The secret here, and it should be clear when you start grasping that tokens are strictly uni-dimensional, meaning that regardless of how much you decorate and do with a "thing" in the design tokens page frames, only a single property will be exported as a design token (e.g. the property referred to in the frame name). Ergo, in Font Families, you've added several "features/properties" to all of them. Example: Heading - 500 140%. The proper use for you would be to create a single family token, for example named GT America. Subsequently, your exported element would no longer use multiple matches, but only the one. You can read more about uni-dimensionality at https://github.com/mikaelvesavuori/figmagic#unidimensional-or-multidimensional-values.

This is the specific reason the template file uses a "Fonts" (un-exported) frame to communicate the design but not mess up the wiring between Figma and Figmagic.

Okay, yeah I'm actually using postscript font names, so the output is actually different families for weights. I had to do this because the wide/expanded find family was the same as the others and needed a way to make it export correctly. Maybe that's causing the issue, I didn't think about that.

Also, the font-weight: light, under the strong style would override the weight, I think.

All the online figma token services that parse files have had issues with the expanded font being the same family and figmagic using postscript naming is the only way I can get it to make the distinction.

mikaelvesavuori commented 2 years ago

So @davidbwaters, I feel like we've come some ways on this topic, but a lot of it has to do with user-side implementation "issues". So if you don't mind I'd rather close this and we can maybe have some other conversation or so, in case there is something specific I can support with?

davidbwaters commented 2 years ago

Yeah, that's fine. Still not sure why the duplicate properties (like weight in the last example) are added to the wrong variants.

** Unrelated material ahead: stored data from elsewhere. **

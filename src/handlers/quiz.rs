use axum::{
    extract::{Form, Path, State},
    response::{IntoResponse, Redirect, Response},
    Extension,
};
use serde::Serialize;
use std::sync::Arc;
use tera::Tera;
use tower_sessions::Session;

use crate::{
    data::{
        models::{Answer, AnswerForm, AppError, HskLevel, Mode, Question, Score, Word},
        Vocabulary,
    },
    features::quiz::QuizSession,
    utils::{self, render_template},
};

const LETTERS: [&str; 4] = ["A", "B", "C", "D"];

#[derive(Serialize)]
pub struct OptionView {
    pub letter: String,
    pub text: String,
    pub is_correct: bool,
    pub is_user_answer: bool,
}

/// Everything the quiz screen and `/api/quiz` show.
#[derive(Serialize)]
pub struct QuizView {
    pub mode: Mode,
    pub level: HskLevel,
    pub current_index: usize,
    pub position: usize,
    pub total: usize,
    pub question: Option<Question>,
    pub options: Vec<OptionView>,
    pub current_answer: Option<Answer>,
    pub answers: Vec<Answer>,
    pub has_answered: bool,
    pub is_revealed: bool,
    pub is_complete: bool,
    pub can_previous: bool,
    pub can_next: bool,
    pub score: Score,
}

impl QuizView {
    pub fn build(state: &QuizSession, words: &[Word]) -> Self {
        let total = words.len();
        let current_answer = state.current_answer().cloned();
        let has_answered = current_answer.is_some();

        let options = state
            .options(words)
            .into_iter()
            .enumerate()
            .map(|(idx, option)| OptionView {
                letter: LETTERS.get(idx).copied().unwrap_or("?").to_string(),
                is_user_answer: current_answer
                    .as_ref()
                    .is_some_and(|a| a.user_answer == option.text),
                text: option.text,
                is_correct: option.is_correct,
            })
            .collect();

        Self {
            mode: Mode::Quiz,
            level: state.level(),
            current_index: state.current_index(),
            position: state.current_index() + 1,
            total,
            question: state.current_question(words),
            options,
            current_answer,
            answers: state.answers().to_vec(),
            has_answered,
            is_revealed: state.is_revealed(),
            is_complete: state.is_complete(total),
            can_previous: state.current_index() > 0,
            can_next: state.current_index() + 1 < total && (has_answered || state.is_revealed()),
            score: state.score(),
        }
    }
}

pub async fn start_quiz(Path(level): Path<String>, session: Session) -> Result<Redirect, AppError> {
    let level: HskLevel = level.parse()?;
    utils::save_quiz(&session, &QuizSession::new(level, rand::random())).await?;
    log::debug!("Started quiz for HSK {}", level);
    Ok(Redirect::to("/quiz"))
}

pub async fn show_quiz(
    State(vocabulary): State<Arc<Vocabulary>>,
    Extension(templates): Extension<Arc<Tera>>,
    session: Session,
) -> Result<Response, AppError> {
    let Some(state) = utils::load_quiz(&session).await? else {
        return Ok(Redirect::to("/").into_response());
    };

    let view = QuizView::build(&state, vocabulary.words(state.level()));
    let mut context = utils::view_context(&view)?;
    context.insert("title", &format!("HSK Level {} Quiz", state.level()));

    Ok(render_template(&templates, "quiz.html", context).into_response())
}

async fn update_quiz(
    vocabulary: &Vocabulary,
    session: &Session,
    action: impl FnOnce(&mut QuizSession, &[Word]),
) -> Result<Redirect, AppError> {
    let Some(mut state) = utils::load_quiz(session).await? else {
        return Ok(Redirect::to("/"));
    };
    let words = vocabulary.words(state.level());
    action(&mut state, words);
    utils::save_quiz(session, &state).await?;
    Ok(Redirect::to("/quiz"))
}

pub async fn submit_answer(
    State(vocabulary): State<Arc<Vocabulary>>,
    session: Session,
    Form(form): Form<AnswerForm>,
) -> Result<Redirect, AppError> {
    update_quiz(&vocabulary, &session, |state, words| {
        if !state.submit_answer(words, &form.option) {
            log::debug!("Ignored answer for question {}", state.current_index());
        }
    })
    .await
}

pub async fn reveal_answer(
    State(vocabulary): State<Arc<Vocabulary>>,
    session: Session,
) -> Result<Redirect, AppError> {
    update_quiz(&vocabulary, &session, |state, _| state.reveal()).await
}

pub async fn next_question(
    State(vocabulary): State<Arc<Vocabulary>>,
    session: Session,
) -> Result<Redirect, AppError> {
    update_quiz(&vocabulary, &session, |state, words| {
        state.next(words.len());
    })
    .await
}

pub async fn previous_question(
    State(vocabulary): State<Arc<Vocabulary>>,
    session: Session,
) -> Result<Redirect, AppError> {
    update_quiz(&vocabulary, &session, |state, _| {
        state.previous();
    })
    .await
}

pub async fn reset_quiz(
    State(vocabulary): State<Arc<Vocabulary>>,
    session: Session,
) -> Result<Redirect, AppError> {
    update_quiz(&vocabulary, &session, |state, _| state.reset(rand::random())).await
}
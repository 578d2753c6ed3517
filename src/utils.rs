use axum::response::Html;
use serde::Serialize;
use tera::{Context, Tera};

use crate::data::models::AppError;

mod session;

pub use session::{load_flashcard, load_quiz, save_flashcard, save_quiz};

pub fn render_template(tera: &Tera, template_name: &str, context: Context) -> Html<String> {
    Html(tera.render(template_name, &context).unwrap_or_else(|e| {
        log::error!("Failed to render {}: {}", template_name, e);
        format!("Error rendering template: {}", template_name)
    }))
}

/// Template context built from a serializable view; the view must be a struct or map.
pub fn view_context<T: Serialize>(view: &T) -> Result<Context, AppError> {
    Context::from_serialize(view).map_err(|e| {
        log::error!("Failed to build template context: {}", e);
        AppError::RenderError(e.to_string())
    })
}

#[cfg(test)]
mod tests {
    use super::*;
    use axum::http::StatusCode;
    use axum::response::IntoResponse;

    #[derive(Serialize)]
    struct View {
        total: usize,
    }

    #[test]
    fn builds_context_from_struct() {
        let context = view_context(&View { total: 3 }).unwrap();
        assert_eq!(context.get("total"), Some(&serde_json::json!(3)));
    }

    #[test]
    fn non_object_view_is_a_server_error() {
        let err = view_context(&vec![1, 2, 3]).unwrap_err();
        assert!(matches!(err, AppError::RenderError(_)));
        assert_eq!(err.into_response().status(), StatusCode::INTERNAL_SERVER_ERROR);
    }
}
use serde::{Deserialize, Serialize};

use crate::data::models::{HskLevel, Mode};

/// Front and back of the card shown for the current word.
#[derive(Debug, Clone, Serialize, PartialEq)]
pub struct Flashcard {
    pub simplified: String,
    pub traditional: String,
    pub pinyin: String,
    pub meanings: Vec<String>,
    pub level: HskLevel,
}

#[derive(Debug, Clone, Serialize, PartialEq)]
pub struct Question {
    pub character: String,
    pub pinyin: String,
    pub correct_answer: String,
}

#[derive(Debug, Clone, Serialize, PartialEq)]
pub struct QuizOption {
    pub text: String,
    pub is_correct: bool,
}

/// A recorded response. Never changed once pushed onto the quiz's answer list.
#[derive(Debug, Clone, Serialize, Deserialize, PartialEq)]
pub struct Answer {
    pub question_index: usize,
    pub question: String,
    pub user_answer: String,
    pub correct_answer: String,
    pub is_correct: bool,
}

#[derive(Debug, Clone, Copy, Serialize, PartialEq, Eq)]
pub struct Score {
    pub correct: usize,
    pub total: usize,
    pub percentage: u8,
}

#[derive(Debug, Deserialize)]
pub struct LevelsParams {
    pub mode: Mode,
}

#[derive(Debug, Deserialize)]
pub struct AnswerForm {
    pub option: String,
}
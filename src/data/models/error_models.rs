use thiserror::Error;

// Errors surfaced to HTTP handlers
#[derive(Error, Debug)]
pub enum AppError {
    #[error("Invalid HSK level {0}, expected 1-7")]
    InvalidLevel(String),
    #[error("No {0} session in progress")]
    NoActiveSession(&'static str),
    #[error("Session error: {0}")]
    SessionError(String),
    #[error("Render error: {0}")]
    RenderError(String),
}

// Errors while reading a vocabulary file
#[derive(Error, Debug)]
pub enum LoadError {
    #[error("Failed to read {path}: {source}")]
    Io {
        path: String,
        source: std::io::Error,
    },
    #[error("Malformed word list {path}: {source}")]
    Json {
        path: String,
        source: serde_json::Error,
    },
}
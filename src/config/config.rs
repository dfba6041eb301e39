//! Application configuration and CLI argument parsing.

use clap::Parser;
use tracing::info;

/// Buffer capacity in frames, shared by avail-min and per-iteration clamping.
pub const BUFFER_FRAMES: usize = 4096;

/// Interleaved channel count of both streams.
pub const CHANNELS: u32 = 2;

/// Sample encoding negotiated on both streams.
#[derive(Debug, Clone, Copy, PartialEq, Eq, Default)]
pub enum SampleFormat {
    /// Signed 32-bit little-endian
    #[default]
    S32Le,
}

impl std::fmt::Display for SampleFormat {
    fn fmt(&self, f: &mut std::fmt::Formatter<'_>) -> std::fmt::Result {
        match self {
            SampleFormat::S32Le => write!(f, "S32_LE"),
        }
    }
}

/// Stream parameters negotiated on both devices.
///
/// These are fixed; there is no command-line or environment override.
#[derive(Debug, Clone, PartialEq, Eq)]
pub struct StreamSettings {
    pub device: &'static str,      // PCM name opened for both directions
    pub rate: u32,                 // Target rate, negotiated to nearest
    pub format: SampleFormat,      // Sample encoding
    pub channels: u32,             // Interleaved channels
    pub buffer_frames: usize,      // Transfer buffer capacity and avail-min
    pub start_threshold: usize,    // Frames queued before the device starts
    pub wait_timeout_ms: u32,      // Readiness wait bound
}

impl Default for StreamSettings {
    fn default() -> Self {
        Self {
            device: "default",
            rate: 192_000,
            format: SampleFormat::S32Le,
            channels: CHANNELS,
            buffer_frames: BUFFER_FRAMES,
            start_threshold: 0,
            wait_timeout_ms: 1000,
        }
    }
}

impl StreamSettings {
    /// Number of interleaved samples in one full buffer.
    pub fn buffer_samples(&self) -> usize {
        self.buffer_frames * self.channels as usize
    }
}

/// Loopback application configuration.
#[derive(Parser, Debug, Clone)]
#[command(name = "alsa-loopback")]
#[command(author, version, about = "Copy the default capture device to the default playback device", long_about = None)]
pub struct AppConfig {
    /// Enable verbose logging
    #[arg(long, short = 'v')]
    pub verbose: bool,

    /// Fixed stream settings (not exposed on the command line)
    #[arg(skip)]
    pub stream: StreamSettings,
}

impl AppConfig {
    /// Parse configuration from command line arguments.
    pub fn from_args() -> Self {
        Self::parse()
    }

    /// Log the current configuration.
    pub fn log_config(&self) {
        let stream = &self.stream;
        info!("Configuration:");
        info!("  Device: {}", stream.device);
        info!("  Sample rate: {} Hz (nearest supported)", stream.rate);
        info!("  Sample format: {}", stream.format);
        info!("  Channels: {}", stream.channels);
        info!("  Buffer: {} frames", stream.buffer_frames);
        info!("  Start threshold: {} frames", stream.start_threshold);
        info!("  Wait timeout: {}ms", stream.wait_timeout_ms);
    }
}
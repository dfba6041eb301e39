//! ALSA Loopback - copy the default capture device to the default playback device.
//!
//! Both devices are opened with fixed parameters (S32_LE, stereo, nearest
//! to 192 kHz) and serviced by a single blocking transfer loop that runs until
//! the readiness wait fails or the process is asked to stop.

mod audio;
mod config;
mod error;

use std::sync::Arc;
use std::sync::atomic::{AtomicBool, Ordering};

use anyhow::{Context, Result};
use tokio::signal;
use tracing::{error, info, warn};
use tracing_subscriber::EnvFilter;
use tracing_subscriber::fmt::time::LocalTime;

use audio::{AlsaBackend, Loopback, PcmBackend};
use config::{AppConfig, StreamSettings};

/// Open, start and run the loopback, returning the process exit status.
///
/// Negotiation and start failures return their negative error code. A failed
/// readiness wait returns its code after both devices are closed; a requested
/// shutdown returns 0.
fn run_loopback<B: PcmBackend>(backend: &B, settings: StreamSettings, shutdown: &AtomicBool) -> i32 {
    let mut loopback = match Loopback::open(backend, settings) {
        Ok(loopback) => loopback,
        Err(e) => {
            error!("{}", e);
            return e.code();
        }
    };

    if let Err(e) = loopback.start() {
        error!("{}", e);
        return e.code();
    }

    let exit = loopback.run(shutdown);
    loopback.close();
    exit.exit_code()
}

/// Wait for shutdown signal (Ctrl+C or SIGTERM).
async fn wait_for_shutdown() {
    tokio::select! {
        _ = signal::ctrl_c() => {
            info!("🛑 Received Ctrl+C, shutting down...");
        }
        _ = async {
            #[cfg(unix)]
            {
                match signal::unix::signal(signal::unix::SignalKind::terminate()) {
                    Ok(mut sigterm) => {
                        sigterm.recv().await;
                    }
                    Err(e) => {
                        warn!("Failed to register SIGTERM handler: {}", e);
                        std::future::pending::<()>().await;
                    }
                }
            }
            #[cfg(not(unix))]
            {
                std::future::pending::<()>().await;
            }
        } => {
            info!("🛑 Received SIGTERM, shutting down...");
        }
    }
}

#[tokio::main]
async fn main() -> Result<()> {
    // Parse command line arguments
    let config = AppConfig::from_args();

    // Respect RUST_LOG env var, fallback to verbose flag, default to info
    let filter = EnvFilter::try_from_default_env()
        .or_else(|_| if config.verbose { EnvFilter::try_new("debug") } else { EnvFilter::try_new("info") })
        .context("Failed to build log filter")?;

    tracing_subscriber::fmt()
        .with_env_filter(filter)
        .with_target(false)
        .with_writer(std::io::stderr)
        .with_timer(LocalTime::new(time::macros::format_description!("[hour]:[minute]:[second]")))
        .init();

    info!("🔁 ALSA Loopback v{}", env!("CARGO_PKG_VERSION"));
    config.log_config();

    let shutdown = Arc::new(AtomicBool::new(false));
    let loop_shutdown = shutdown.clone();
    let settings = config.stream.clone();

    // The transfer loop blocks on the device, so it gets its own thread
    let mut transfer = tokio::task::spawn_blocking(move || run_loopback(&AlsaBackend, settings, &loop_shutdown));

    let finished = tokio::select! {
        result = &mut transfer => Some(result),
        _ = wait_for_shutdown() => None,
    };

    // On a signal, let the loop notice the flag and close both devices
    let result = match finished {
        Some(result) => result,
        None => {
            shutdown.store(true, Ordering::SeqCst);
            transfer.await
        }
    };
    let code = result.context("Transfer loop panicked")?;

    if code != 0 {
        std::process::exit(code);
    }

    info!("✅ Loopback stopped");
    Ok(())
}
//! Whitelist errors

use thiserror::Error;

/// Result alias used throughout the crate.
pub type Result<T, E = WhitelistError> = std::result::Result<T, E>;

/// Broad category of a [`WhitelistError`].
#[derive(Clone, Copy, Debug, PartialEq, Eq)]
pub enum ErrorKind {
    /// The caller supplied a malformed entry or an empty entry set.
    Input,
    /// A leaf or position is not present in the tree.
    Lookup,
    /// A hash value does not have the expected width.
    Format,
}

/// Errors returned by whitelist construction, proof generation and verification.
///
/// A proof that simply does not fold to the root is not an error; verification
/// reports that as `false`.
#[derive(Debug, Error)]
#[allow(missing_docs)]
pub enum WhitelistError {
    #[error("identity must be {expected} bytes, got {actual}")]
    InvalidIdentityLength { expected: usize, actual: usize },

    #[error("quota {0:?} is not an unsigned 64-bit integer")]
    QuotaOutOfRange(String),

    #[error("invalid hex value {value:?}: {source}")]
    InvalidHex {
        value: String,
        #[source]
        source: hex::FromHexError,
    },

    #[error("unknown leaf encoding {0:?} (expected \"packed\" or \"abi\")")]
    UnknownEncoding(String),

    #[error("malformed allocation list: {0}")]
    Allocation(#[from] serde_json::Error),

    #[error("cannot build a merkle tree from zero entries")]
    EmptyInput,

    #[error("leaf {0} is not part of the tree")]
    LeafNotFound(String),

    #[error("leaf index {index} out of bounds for {len} leaves")]
    LeafIndexOutOfBounds { index: usize, len: usize },

    #[error("hash must be {expected} bytes, got {actual}")]
    InvalidHashLength { expected: usize, actual: usize },
}

impl WhitelistError {
    /// Returns the category this error belongs to.
    pub const fn kind(&self) -> ErrorKind {
        match self {
            Self::InvalidIdentityLength { .. }
            | Self::QuotaOutOfRange(_)
            | Self::InvalidHex { .. }
            | Self::UnknownEncoding(_)
            | Self::Allocation(_)
            | Self::EmptyInput => ErrorKind::Input,
            Self::LeafNotFound(_) | Self::LeafIndexOutOfBounds { .. } => ErrorKind::Lookup,
            Self::InvalidHashLength { .. } => ErrorKind::Format,
        }
    }
}
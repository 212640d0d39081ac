//! End-to-end whitelist scenarios

use merkle_whitelist::{
    Entry, ErrorKind, Keccak256Hasher, LeafEncoding, MembershipVerifier, MerkleTree, WhitelistError,
    WhitelistVerifier, parse_address, verify,
};
use rand::{Rng, SeedableRng, rngs::StdRng};

/// Default local dev-chain accounts
const SIGNERS: [&str; 6] = [
    "0xf39fd6e51aad88f6f4ce6ab8827279cfffb92266",
    "0x70997970c51812dc3a010c7d01b50e0d17dc79c8",
    "0x3c44cdddb6a900fa2b585dd299e03d12fa4293bc",
    "0x90f79bf6eb2c4f870365e785982e1f101e93b906",
    "0x15d34aaf54267db7d7c367839aaf71a00a2c6a65",
    "0x9965507d1a55bcc2695c58ba16fb37d819b0a4dc",
];

fn signer_entries(quota: u64) -> Vec<Entry> {
    SIGNERS.iter().map(|s| Entry::new(parse_address(s).unwrap(), quota)).collect()
}

fn random_entries(rng: &mut StdRng, n: usize) -> Vec<Entry> {
    (0..n).map(|_| Entry::new(rng.r#gen(), rng.gen_range(0..=1_000))).collect()
}

#[test]
fn test_owner_proof_verifies() {
    let entries = signer_entries(2);
    let tree = MerkleTree::build(&entries).unwrap();
    let verifier = WhitelistVerifier::new(tree.root());

    let leaf = entries[0].leaf(LeafEncoding::Packed);
    let proof = tree.proof(&leaf).unwrap();
    assert_eq!(proof.index, 0);
    assert!(verifier.verify(&proof.siblings, &entries[0].identity, 2));
}

#[test]
fn test_empty_proof_rejected() {
    let entries = signer_entries(2);
    let tree = MerkleTree::build(&entries).unwrap();
    let verifier = WhitelistVerifier::new(tree.root());

    assert!(!verifier.verify(&[], &entries[0].identity, 2));
}

#[test]
fn test_single_entry_tree() {
    let entry = signer_entries(2)[3];
    let tree = MerkleTree::build(&[entry]).unwrap();
    let leaf = Keccak256Hasher::hash(&entry.encode(LeafEncoding::Packed));

    assert_eq!(tree.root(), leaf);
    let proof = tree.proof(&leaf).unwrap();
    assert!(proof.siblings.is_empty());
    assert!(verify(&[], &leaf, &tree.root()));
}

#[test]
fn test_zero_entries() {
    let err = MerkleTree::build(&[]).unwrap_err();
    assert!(matches!(err, WhitelistError::EmptyInput));
    assert_eq!(err.kind(), ErrorKind::Input);
}

#[test]
fn test_root_unchanged_by_swapping_pair_members() {
    let mut rng = StdRng::seed_from_u64(7);
    for n in [2, 3, 6, 9, 16, 33] {
        let entries = random_entries(&mut rng, n);
        let root = MerkleTree::build(&entries).unwrap().root();

        for pair in 0..n / 2 {
            let mut swapped = entries.clone();
            swapped.swap(2 * pair, 2 * pair + 1);
            let tree = MerkleTree::build(&swapped).unwrap();
            assert_eq!(tree.root(), root, "n={n} pair={pair}");
            for index in 0..tree.len() {
                let proof = tree.proof_at(index).unwrap();
                assert!(proof.verify(&root), "n={n} pair={pair} index={index}");
            }
        }

        let mut swapped = entries.clone();
        for pair in 0..n / 2 {
            if rng.gen_bool(0.5) {
                swapped.swap(2 * pair, 2 * pair + 1);
            }
        }
        assert_eq!(MerkleTree::build(&swapped).unwrap().root(), root, "n={n}");
    }
}

#[test]
fn test_moving_leaf_to_another_pair_changes_root() {
    let entries = signer_entries(2);

    let [e0, e1, e2, e3] = [entries[0], entries[1], entries[2], entries[3]];
    let three = MerkleTree::build(&[e0, e1, e2]).unwrap().root();
    assert_ne!(MerkleTree::build(&[e2, e0, e1]).unwrap().root(), three);

    let four = MerkleTree::build(&[e0, e1, e2, e3]).unwrap().root();
    assert_ne!(MerkleTree::build(&[e0, e2, e1, e3]).unwrap().root(), four);

    // sibling subtrees may swap as a unit
    assert_eq!(MerkleTree::build(&[e2, e3, e0, e1]).unwrap().root(), four);
}

#[test]
fn test_every_entry_round_trips() {
    let mut rng = StdRng::seed_from_u64(42);
    let entries = random_entries(&mut rng, 50);
    for encoding in [LeafEncoding::Packed, LeafEncoding::Abi] {
        let tree = MerkleTree::build_with(&entries, encoding).unwrap();
        let verifier = WhitelistVerifier::with_encoding(tree.root(), encoding);
        for entry in &entries {
            let leaf = entry.leaf(encoding);
            let proof = tree.proof(&leaf).unwrap();
            assert!(verify(&proof.siblings, &leaf, &tree.root()));
            assert!(verifier.verify(&proof.siblings, &entry.identity, entry.quota));
        }
    }
}

#[test]
fn test_empty_proof_never_matches_multi_leaf_root() {
    let entries = signer_entries(5);
    let tree = MerkleTree::build(&entries).unwrap();
    for leaf in tree.leaves() {
        assert!(!verify(&[], leaf, &tree.root()));
    }
}

#[test]
fn test_single_bit_flip_breaks_proof() {
    let mut rng = StdRng::seed_from_u64(3);
    let entries = random_entries(&mut rng, 13);
    let tree = MerkleTree::build(&entries).unwrap();

    for index in 0..tree.len() {
        let proof = tree.proof_at(index).unwrap();
        for element in 0..proof.siblings.len() {
            for bit in 0..256 {
                let mut tampered = proof.siblings.clone();
                tampered[element][bit / 8] ^= 1 << (bit % 8);
                assert!(
                    !verify(&tampered, &proof.leaf, &tree.root()),
                    "index={index} element={element} bit={bit}"
                );
            }
        }
    }
}

#[test]
fn test_duplicate_entries() {
    let mut entries = signer_entries(2);
    entries.push(entries[1]);
    let tree = MerkleTree::build(&entries).unwrap();
    let leaf = entries[1].leaf(LeafEncoding::Packed);

    let first = tree.proof(&leaf).unwrap();
    assert_eq!(first.index, 1);
    assert!(first.verify(&tree.root()));

    let last = tree.proof_at(6).unwrap();
    assert_eq!(last.leaf, leaf);
    assert_ne!(last.siblings, first.siblings);
    assert!(last.verify(&tree.root()));
}

#[test]
fn test_unknown_entry_has_no_proof() {
    let tree = MerkleTree::build(&signer_entries(2)).unwrap();
    let outsider = Entry::new([0x11; 20], 2);
    let err = tree.proof_for(&outsider).unwrap_err();
    assert_eq!(err.kind(), ErrorKind::Lookup);
}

mikaelvesavuori commented 2 years ago

So what's become apparent is that the flat and nested elements code bases are pretty dissimilar and I'm reminded of how they really should be synced. I am attempting to bring them closer to each other during the weekend. What you are seeing is that the deduplication done for nested elements is not done for your texts, meaning you end up with duplicate properties (prior dialog is still valid for certain cases, I believe).

mikaelvesavuori commented 2 years ago

I've released 4.5.2 that includes a range of small fixes, including forcing the getUniqueValues function to only use the first occurrence of a property (previously it matched the full line: key + value).

See https://github.com/mikaelvesavuori/figmagic/releases/tag/v4.5.2

davidbwaters commented 2 years ago

Awesome. Thanks, I'll try it

davidbwaters commented 2 years ago

Yeah, I'm still getting the same issues with the text element. Duplicate values and not generating all the classes for the variants. Thanks for the progress, though.